The global Phase II study is being conducted in the U.S., Europe and Israel. Patients with advanced HCC, Child Pugh B, who failed Nexavar (sorafenib) as a first line treatment are treated twice daily with 25 mg of oral Namodenoson or placebo using a 2:1 randomization. The primary endpoint of the Phase II study is Overall Survival (OS). Secondary endpoints include Progression Free Survival (PFS), safety, and the relationship between outcomes and A3AR expression.

Advanced liver cancer is categorized into 3 subclasses including Child Pugh A, mostly treated with Nexavar, Child Pugh B and Child Pugh C. Although a few drugs for the treatment of advanced liver cancer have recently launched, none are specifically aimed at treating patients who have reached the Child Pugh B stage.
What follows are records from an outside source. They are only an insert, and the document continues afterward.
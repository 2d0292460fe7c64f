//! Video acquisition.
//!
//! This module provides:
//! - The `FrameSource` trait for anything that produces RGBA frames
//! - A camera source (with the `camera` feature) and a still-image source
//! - `FrameStream`, which runs a source on a background thread

#[cfg(feature = "camera")]
pub mod camera;
pub mod still;
pub mod stream;

use anyhow::Result;
use image::RgbaImage;

use crate::config::VideoSource;

pub use still::StillImageSource;
pub use stream::FrameStream;

/// Anything that produces video frames.
pub trait FrameSource {
    /// Human-readable description for logs.
    fn name(&self) -> String;

    /// Returns the next frame, blocking until one is available.
    fn next_frame(&mut self) -> Result<RgbaImage>;
}

/// Opens the configured video source.
///
/// Call on the thread that will read from it.
pub fn open_source(source: &VideoSource) -> Result<Box<dyn FrameSource>> {
    match source {
        VideoSource::Camera { index } => open_camera(*index),
        VideoSource::Images { path } => Ok(Box::new(StillImageSource::open(path)?)),
    }
}

#[cfg(feature = "camera")]
fn open_camera(index: u32) -> Result<Box<dyn FrameSource>> {
    Ok(Box::new(camera::CameraSource::open(index)?))
}

#[cfg(not(feature = "camera"))]
fn open_camera(index: u32) -> Result<Box<dyn FrameSource>> {
    Err(anyhow::anyhow!(
        "Camera {} requested but this build has no camera support (enable the `camera` feature)",
        index
    ))
}

/// Scales a frame to the canvas size. Frames already at that size are
/// returned unchanged.
pub fn scale_to_canvas(frame: RgbaImage, width: u32, height: u32) -> RgbaImage {
    if frame.dimensions() == (width, height) {
        return frame;
    }
    image::imageops::resize(&frame, width, height, image::imageops::FilterType::Triangle)
}
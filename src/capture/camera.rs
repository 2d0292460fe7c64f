//! Camera frame source backed by nokhwa.

use anyhow::{anyhow, Context, Result};
use image::{RgbImage, RgbaImage};
use nokhwa::pixel_format::RgbFormat;
use nokhwa::utils::{CameraIndex, RequestedFormat, RequestedFormatType};
use nokhwa::Camera;

use super::FrameSource;

pub struct CameraSource {
    camera: Camera,
    index: u32,
}

impl CameraSource {
    /// Opens camera `index` and starts streaming.
    ///
    /// Must be called on the thread that will read frames.
    pub fn open(index: u32) -> Result<Self> {
        let format = RequestedFormat::new::<RgbFormat>(RequestedFormatType::AbsoluteHighestFrameRate);
        let mut camera = Camera::new(CameraIndex::Index(index), format)
            .with_context(|| format!("Failed to open camera {}", index))?;
        camera
            .open_stream()
            .with_context(|| format!("Failed to start stream on camera {}", index))?;

        let resolution = camera.resolution();
        crate::log(&format!(
            "Camera {} streaming at {}x{}",
            index,
            resolution.width(),
            resolution.height()
        ));

        Ok(Self { camera, index })
    }
}

impl FrameSource for CameraSource {
    fn name(&self) -> String {
        format!("camera {}", self.index)
    }

    fn next_frame(&mut self) -> Result<RgbaImage> {
        let buffer = self.camera.frame().context("Failed to read camera frame")?;
        let decoded = buffer
            .decode_image::<RgbFormat>()
            .context("Failed to decode camera frame")?;

        // Rebuild through raw bytes so the frame does not depend on nokhwa's
        // image version.
        let (width, height) = (decoded.width(), decoded.height());
        let rgb = RgbImage::from_raw(width, height, decoded.into_raw())
            .ok_or_else(|| anyhow!("Camera frame has unexpected size"))?;
        Ok(image::DynamicImage::ImageRgb8(rgb).to_rgba8())
    }
}

impl Drop for CameraSource {
    fn drop(&mut self) {
        if let Err(e) = self.camera.stop_stream() {
            crate::log(&format!("Failed to stop camera {}: {}", self.index, e));
        }
    }
}
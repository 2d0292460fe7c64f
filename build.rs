use std::env;
use std::fs;
use std::path::{Path, PathBuf};

fn main() {
    // The app looks for config.json next to its executable.
    copy_config();
}

/// Resolves target/<profile> from OUT_DIR (target/<profile>/build/<pkg>-<hash>/out).
fn target_dir() -> Option<PathBuf> {
    let out_dir = env::var("OUT_DIR").ok()?;
    Path::new(&out_dir).ancestors().nth(3).map(Path::to_path_buf)
}

/// Copies config.json to the target directory.
fn copy_config() {
    println!("cargo:rerun-if-changed=config.json");

    let config_src = Path::new("config.json");
    if !config_src.exists() {
        return;
    }

    if let Some(target_dir) = target_dir() {
        let _ = fs::copy(config_src, target_dir.join("config.json"));
    }
}
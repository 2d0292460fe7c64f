use anyhow::{anyhow, Context, Result};
use std::fs;
use std::io::Write;
use std::path::{Path, PathBuf};

use crate::log;

const TESSDATA_REPO: &str = "https://github.com/tesseract-ocr/tessdata/raw/main";

#[cfg(windows)]
const EXECUTABLE_NAME: &str = "tesseract.exe";
#[cfg(not(windows))]
const EXECUTABLE_NAME: &str = "tesseract";

#[cfg(windows)]
const COMMON_INSTALL_DIRS: &[&str] = &[
    r"C:\Program Files\Tesseract-OCR",
    r"C:\Program Files (x86)\Tesseract-OCR",
];
#[cfg(not(windows))]
const COMMON_INSTALL_DIRS: &[&str] = &["/usr/bin", "/usr/local/bin", "/opt/homebrew/bin"];

#[cfg(windows)]
const SYSTEM_TESSDATA_DIRS: &[&str] = &[
    r"C:\Program Files\Tesseract-OCR\tessdata",
    r"C:\Program Files (x86)\Tesseract-OCR\tessdata",
];
#[cfg(not(windows))]
const SYSTEM_TESSDATA_DIRS: &[&str] = &[
    "/usr/share/tesseract-ocr/5/tessdata",
    "/usr/share/tesseract-ocr/4.00/tessdata",
    "/usr/share/tessdata",
    "/usr/local/share/tessdata",
    "/opt/homebrew/share/tessdata",
];

pub struct TesseractPaths {
    pub executable: PathBuf,
    pub tessdata: Option<PathBuf>,
}

/// Returns the directory for storing Tesseract files
pub fn get_tesseract_dir() -> PathBuf {
    dirs::data_local_dir()
        .unwrap_or_else(|| PathBuf::from("."))
        .join("plate-scanner")
        .join("tesseract")
}

fn traineddata_name(language: &str) -> String {
    format!("{}.traineddata", language)
}

/// Ensures Tesseract and the language data are available.
///
/// The executable has to be installed by the user. Missing language data is
/// downloaded into the local tessdata directory.
pub fn ensure_tesseract(language: &str) -> Result<TesseractPaths> {
    let executable = find_tesseract_executable()?;
    log(&format!("Tesseract executable: {}", executable.display()));

    if let Some(tessdata) = find_tessdata_dir(language) {
        log(&format!("Tessdata found at: {}", tessdata.display()));
        return Ok(TesseractPaths {
            executable,
            tessdata: Some(tessdata),
        });
    }

    if tesseract_knows_language(&executable, language) {
        log(&format!(
            "Tesseract reports '{}' in its default tessdata",
            language
        ));
        return Ok(TesseractPaths {
            executable,
            tessdata: None,
        });
    }

    log(&format!("{} not found locally, downloading...", traineddata_name(language)));

    let tessdata = get_tesseract_dir().join("tessdata");
    fs::create_dir_all(&tessdata)?;
    download_tessdata(&tessdata, language)?;

    log(&format!("Tesseract ready with tessdata at: {}", tessdata.display()));

    Ok(TesseractPaths {
        executable,
        tessdata: Some(tessdata),
    })
}

/// Asks the executable which languages it can load from its default location.
fn tesseract_knows_language(executable: &Path, language: &str) -> bool {
    std::process::Command::new(executable)
        .arg("--list-langs")
        .output()
        .map(|output| {
            output.status.success()
                && String::from_utf8_lossy(&output.stdout)
                    .lines()
                    .any(|line| line.trim() == language)
        })
        .unwrap_or(false)
}

/// Downloads `<language>.traineddata` from the tessdata repository.
fn download_tessdata(tessdata_dir: &Path, language: &str) -> Result<()> {
    let file_name = traineddata_name(language);
    let url = format!("{}/{}", TESSDATA_REPO, file_name);
    let target = tessdata_dir.join(&file_name);

    log(&format!("Downloading {}...", url));

    let client = reqwest::blocking::Client::builder()
        .timeout(std::time::Duration::from_secs(300))
        .build()?;

    let response = client
        .get(&url)
        .header("User-Agent", "plate-scanner")
        .send()
        .with_context(|| format!("Failed to request {}", url))?;

    if !response.status().is_success() {
        return Err(anyhow!(
            "Failed to download {}: HTTP {}",
            file_name,
            response.status()
        ));
    }

    let bytes = response.bytes()?;
    let mut file = fs::File::create(&target)
        .with_context(|| format!("Failed to create {}", target.display()))?;
    file.write_all(&bytes)?;

    log(&format!("Downloaded {} ({} bytes)", file_name, bytes.len()));

    Ok(())
}

/// Finds the Tesseract executable, checking our local dir first, then
/// `PATH`, then common install locations.
pub fn find_tesseract_executable() -> Result<PathBuf> {
    let local_exe = get_tesseract_dir().join(EXECUTABLE_NAME);
    if local_exe.exists() {
        return Ok(local_exe);
    }

    // Check PATH
    if let Ok(output) = std::process::Command::new("tesseract")
        .arg("--version")
        .output()
    {
        if output.status.success() {
            return Ok(PathBuf::from("tesseract"));
        }
    }

    for dir in COMMON_INSTALL_DIRS {
        let p = Path::new(dir).join(EXECUTABLE_NAME);
        if p.exists() {
            return Ok(p);
        }
    }

    Err(anyhow!(
        "Tesseract not found. Install Tesseract-OCR and make sure it is on PATH, \
         or copy it to: {}",
        get_tesseract_dir().display()
    ))
}

/// Finds a tessdata directory containing `<language>.traineddata`.
///
/// Order: our local dir, `TESSDATA_PREFIX` (and its `tessdata` child), then
/// system locations.
pub fn find_tessdata_dir(language: &str) -> Option<PathBuf> {
    let file_name = traineddata_name(language);
    let has_language = |dir: &Path| dir.join(&file_name).exists();

    let local_tessdata = get_tesseract_dir().join("tessdata");
    if has_language(&local_tessdata) {
        return Some(local_tessdata);
    }

    if let Ok(prefix) = std::env::var("TESSDATA_PREFIX") {
        let p = PathBuf::from(&prefix);
        if has_language(&p) {
            return Some(p);
        }
        let p = p.join("tessdata");
        if has_language(&p) {
            return Some(p);
        }
    }

    SYSTEM_TESSDATA_DIRS
        .iter()
        .map(PathBuf::from)
        .find(|p| has_language(p))
}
This represents a major unmet need and potentially positions Namodenoson as an important drug candidate to treat this patient population.

Accumulated safety data to date continues to indicate a favorable safety profile, with no clinically significant novel or emerging events attributed to chronic treatment with Namodenoson.

"We are pleased to present at the NYC Oncology Conference and share with investors our unique approach to treat patients with advanced HCC. This tumor is resistant to chemotherapy whereas Namodenoson has shown in an earlier pre-clinical study to induce specific apoptosis towards the liver cancer cells while sparing the normal liver cells," commented Dr. Pnina Fishman, company CEO.

About Namodenoson

Namodenoson is a small orally bioavailable drug that binds with high affinity and selectivity to the A3 adenosine receptor (A3AR). Namodenoson is being evaluated in Phase II trials for two indications, as a second line treatment for hepatocellular carcinoma, and as a treatment for non-alcoholic fatty liver disease (NAFLD) and non-alcoholic steatohepatitis (NASH). A3AR is highly expressed in diseased cells whereas low expression is found in normal cells. This differential effect accounts for the excellent safety profile of the drug.